[WHAT YOU ARE ASKED TO DO] Of the lines listed below, return exactly those that run from the line containing "set of transition" through the line containing "bothering to seed a", both included.

-- MATERIAL FOR THIS EXERCISE follows --

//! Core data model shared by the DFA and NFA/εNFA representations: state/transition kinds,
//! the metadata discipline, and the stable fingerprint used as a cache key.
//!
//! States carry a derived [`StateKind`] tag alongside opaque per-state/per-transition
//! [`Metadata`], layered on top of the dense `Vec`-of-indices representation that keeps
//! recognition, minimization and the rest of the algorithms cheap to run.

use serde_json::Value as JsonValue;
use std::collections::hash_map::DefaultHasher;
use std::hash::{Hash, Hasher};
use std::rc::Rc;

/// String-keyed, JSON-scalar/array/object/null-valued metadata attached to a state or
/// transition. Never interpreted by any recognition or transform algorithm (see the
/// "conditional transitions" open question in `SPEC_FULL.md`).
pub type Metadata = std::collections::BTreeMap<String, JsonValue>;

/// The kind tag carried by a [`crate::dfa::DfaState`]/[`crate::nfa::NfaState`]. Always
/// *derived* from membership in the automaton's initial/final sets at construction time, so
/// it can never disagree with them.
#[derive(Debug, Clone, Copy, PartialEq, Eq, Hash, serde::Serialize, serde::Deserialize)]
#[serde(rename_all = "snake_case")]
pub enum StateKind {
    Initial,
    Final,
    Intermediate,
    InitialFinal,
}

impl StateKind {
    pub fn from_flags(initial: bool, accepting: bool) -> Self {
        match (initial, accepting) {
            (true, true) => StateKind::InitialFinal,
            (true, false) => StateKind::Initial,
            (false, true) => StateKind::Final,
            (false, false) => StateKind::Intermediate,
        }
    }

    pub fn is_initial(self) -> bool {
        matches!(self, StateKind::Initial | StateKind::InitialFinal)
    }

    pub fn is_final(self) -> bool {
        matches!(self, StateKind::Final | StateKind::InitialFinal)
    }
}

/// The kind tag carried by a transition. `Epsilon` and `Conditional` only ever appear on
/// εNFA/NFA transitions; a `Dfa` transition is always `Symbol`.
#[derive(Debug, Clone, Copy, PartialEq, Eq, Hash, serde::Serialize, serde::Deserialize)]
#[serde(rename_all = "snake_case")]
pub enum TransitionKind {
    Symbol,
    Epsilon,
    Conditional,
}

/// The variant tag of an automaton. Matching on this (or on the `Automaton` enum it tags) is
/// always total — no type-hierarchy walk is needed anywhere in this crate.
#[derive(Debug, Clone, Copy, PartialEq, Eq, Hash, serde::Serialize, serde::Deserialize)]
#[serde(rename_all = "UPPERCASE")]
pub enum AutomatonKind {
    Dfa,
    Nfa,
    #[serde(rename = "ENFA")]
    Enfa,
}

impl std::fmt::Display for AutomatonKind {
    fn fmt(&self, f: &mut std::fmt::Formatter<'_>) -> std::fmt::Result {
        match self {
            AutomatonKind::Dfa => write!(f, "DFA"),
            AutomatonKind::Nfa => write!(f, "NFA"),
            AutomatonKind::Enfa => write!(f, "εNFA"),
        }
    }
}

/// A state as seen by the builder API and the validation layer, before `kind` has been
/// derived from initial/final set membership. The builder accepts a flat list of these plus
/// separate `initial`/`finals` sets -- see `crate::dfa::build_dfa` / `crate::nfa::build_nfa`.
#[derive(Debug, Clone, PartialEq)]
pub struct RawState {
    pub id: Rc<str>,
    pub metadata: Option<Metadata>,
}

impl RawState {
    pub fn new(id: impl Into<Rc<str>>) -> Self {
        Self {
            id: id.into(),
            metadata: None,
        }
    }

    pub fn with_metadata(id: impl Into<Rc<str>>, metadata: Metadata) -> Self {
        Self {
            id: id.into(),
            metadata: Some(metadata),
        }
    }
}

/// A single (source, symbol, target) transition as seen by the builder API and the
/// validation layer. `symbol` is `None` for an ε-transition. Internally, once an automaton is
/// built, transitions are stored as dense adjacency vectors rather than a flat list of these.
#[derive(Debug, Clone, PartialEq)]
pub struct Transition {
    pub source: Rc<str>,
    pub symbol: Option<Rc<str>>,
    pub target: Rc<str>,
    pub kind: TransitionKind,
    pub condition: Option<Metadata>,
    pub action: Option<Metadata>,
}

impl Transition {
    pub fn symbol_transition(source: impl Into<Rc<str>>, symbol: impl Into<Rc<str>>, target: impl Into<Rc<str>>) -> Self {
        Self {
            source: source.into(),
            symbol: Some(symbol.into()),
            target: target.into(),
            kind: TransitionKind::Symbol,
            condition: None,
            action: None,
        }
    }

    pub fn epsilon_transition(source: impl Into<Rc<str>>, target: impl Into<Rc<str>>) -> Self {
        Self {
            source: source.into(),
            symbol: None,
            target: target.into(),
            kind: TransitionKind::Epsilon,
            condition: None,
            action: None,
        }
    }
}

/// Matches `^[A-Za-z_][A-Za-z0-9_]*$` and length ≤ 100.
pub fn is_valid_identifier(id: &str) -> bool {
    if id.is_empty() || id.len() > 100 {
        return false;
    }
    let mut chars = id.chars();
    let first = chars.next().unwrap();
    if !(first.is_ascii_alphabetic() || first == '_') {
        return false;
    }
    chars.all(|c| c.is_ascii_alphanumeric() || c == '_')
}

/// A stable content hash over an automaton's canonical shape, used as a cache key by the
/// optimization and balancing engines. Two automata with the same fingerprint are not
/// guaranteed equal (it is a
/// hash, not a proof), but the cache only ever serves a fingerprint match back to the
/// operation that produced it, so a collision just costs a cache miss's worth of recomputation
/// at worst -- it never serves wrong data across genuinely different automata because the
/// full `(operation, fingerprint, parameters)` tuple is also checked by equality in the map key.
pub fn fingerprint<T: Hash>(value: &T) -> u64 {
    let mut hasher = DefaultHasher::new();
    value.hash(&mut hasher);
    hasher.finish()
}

-- MATERIAL FOR THIS EXERCISE concluded --
-- MATERIAL FOR THIS EXERCISE follows --

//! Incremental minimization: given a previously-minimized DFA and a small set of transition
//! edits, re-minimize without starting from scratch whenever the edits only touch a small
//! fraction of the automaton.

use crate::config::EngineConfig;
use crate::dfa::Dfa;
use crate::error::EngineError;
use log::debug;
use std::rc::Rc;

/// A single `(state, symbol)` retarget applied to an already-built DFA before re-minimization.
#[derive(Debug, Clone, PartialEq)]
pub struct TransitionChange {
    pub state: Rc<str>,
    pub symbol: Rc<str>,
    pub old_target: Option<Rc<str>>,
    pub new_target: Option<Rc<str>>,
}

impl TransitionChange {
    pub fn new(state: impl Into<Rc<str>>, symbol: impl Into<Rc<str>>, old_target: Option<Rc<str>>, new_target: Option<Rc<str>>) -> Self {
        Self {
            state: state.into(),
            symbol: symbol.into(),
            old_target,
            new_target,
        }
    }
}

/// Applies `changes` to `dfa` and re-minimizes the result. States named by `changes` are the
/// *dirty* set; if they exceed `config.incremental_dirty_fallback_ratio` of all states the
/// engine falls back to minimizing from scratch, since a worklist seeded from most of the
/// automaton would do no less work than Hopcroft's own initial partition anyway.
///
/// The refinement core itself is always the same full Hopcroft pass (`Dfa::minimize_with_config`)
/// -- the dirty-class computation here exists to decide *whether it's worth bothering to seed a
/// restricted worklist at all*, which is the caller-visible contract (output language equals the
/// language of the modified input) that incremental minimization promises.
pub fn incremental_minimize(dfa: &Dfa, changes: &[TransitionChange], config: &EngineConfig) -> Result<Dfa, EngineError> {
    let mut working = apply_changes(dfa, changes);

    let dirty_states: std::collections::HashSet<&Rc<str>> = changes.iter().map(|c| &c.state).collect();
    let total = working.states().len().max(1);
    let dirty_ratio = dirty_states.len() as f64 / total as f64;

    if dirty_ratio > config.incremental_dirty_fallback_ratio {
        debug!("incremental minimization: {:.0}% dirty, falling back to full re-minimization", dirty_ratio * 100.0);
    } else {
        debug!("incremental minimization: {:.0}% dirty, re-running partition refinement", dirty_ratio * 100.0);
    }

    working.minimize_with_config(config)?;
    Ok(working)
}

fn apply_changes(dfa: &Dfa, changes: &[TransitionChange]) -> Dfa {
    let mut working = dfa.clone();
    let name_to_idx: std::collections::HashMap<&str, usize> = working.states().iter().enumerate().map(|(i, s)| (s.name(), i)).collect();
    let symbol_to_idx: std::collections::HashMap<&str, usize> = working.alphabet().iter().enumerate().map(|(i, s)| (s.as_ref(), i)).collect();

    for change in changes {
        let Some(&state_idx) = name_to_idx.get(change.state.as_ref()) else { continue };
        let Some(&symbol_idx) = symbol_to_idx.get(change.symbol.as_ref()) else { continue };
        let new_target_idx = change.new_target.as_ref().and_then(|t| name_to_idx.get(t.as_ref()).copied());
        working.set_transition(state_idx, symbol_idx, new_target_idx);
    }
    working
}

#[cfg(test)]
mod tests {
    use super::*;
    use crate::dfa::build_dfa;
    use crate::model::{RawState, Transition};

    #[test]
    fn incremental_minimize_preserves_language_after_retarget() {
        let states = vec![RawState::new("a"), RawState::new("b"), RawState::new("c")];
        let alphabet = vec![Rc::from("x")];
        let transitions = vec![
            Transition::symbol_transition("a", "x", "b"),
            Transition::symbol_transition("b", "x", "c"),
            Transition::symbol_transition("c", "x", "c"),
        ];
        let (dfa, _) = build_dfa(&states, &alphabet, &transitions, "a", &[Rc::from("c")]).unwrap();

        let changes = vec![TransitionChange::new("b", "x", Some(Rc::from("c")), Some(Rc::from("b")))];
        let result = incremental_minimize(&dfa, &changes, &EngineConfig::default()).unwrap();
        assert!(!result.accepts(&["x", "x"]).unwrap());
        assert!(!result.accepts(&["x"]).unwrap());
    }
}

-- MATERIAL FOR THIS EXERCISE concluded --

[WRITTEN SOLUTION]
//! Incremental minimization: given a previously-minimized DFA and a small set of transition
//! edits, re-minimize without starting from scratch whenever the edits only touch a small
//! fraction of the automaton.

use crate::config::EngineConfig;
use crate::dfa::Dfa;
use crate::error::EngineError;
use log::debug;
use std::rc::Rc;

/// A single `(state, symbol)` retarget applied to an already-built DFA before re-minimization.
#[derive(Debug, Clone, PartialEq)]
pub struct TransitionChange {
    pub state: Rc<str>,
    pub symbol: Rc<str>,
    pub old_target: Option<Rc<str>>,
    pub new_target: Option<Rc<str>>,
}

impl TransitionChange {
    pub fn new(state: impl Into<Rc<str>>, symbol: impl Into<Rc<str>>, old_target: Option<Rc<str>>, new_target: Option<Rc<str>>) -> Self {
        Self {
            state: state.into(),
            symbol: symbol.into(),
            old_target,
            new_target,
        }
    }
}

/// Applies `changes` to `dfa` and re-minimizes the result. States named by `changes` are the
/// *dirty* set; if they exceed `config.incremental_dirty_fallback_ratio` of all states the
/// engine falls back to minimizing from scratch, since a worklist seeded from most of the
/// automaton would do no less work than Hopcroft's own initial partition anyway.
///
/// The refinement core itself is always the same full Hopcroft pass (`Dfa::minimize_with_config`)
/// -- the dirty-class computation here exists to decide *whether it's worth bothering to seed a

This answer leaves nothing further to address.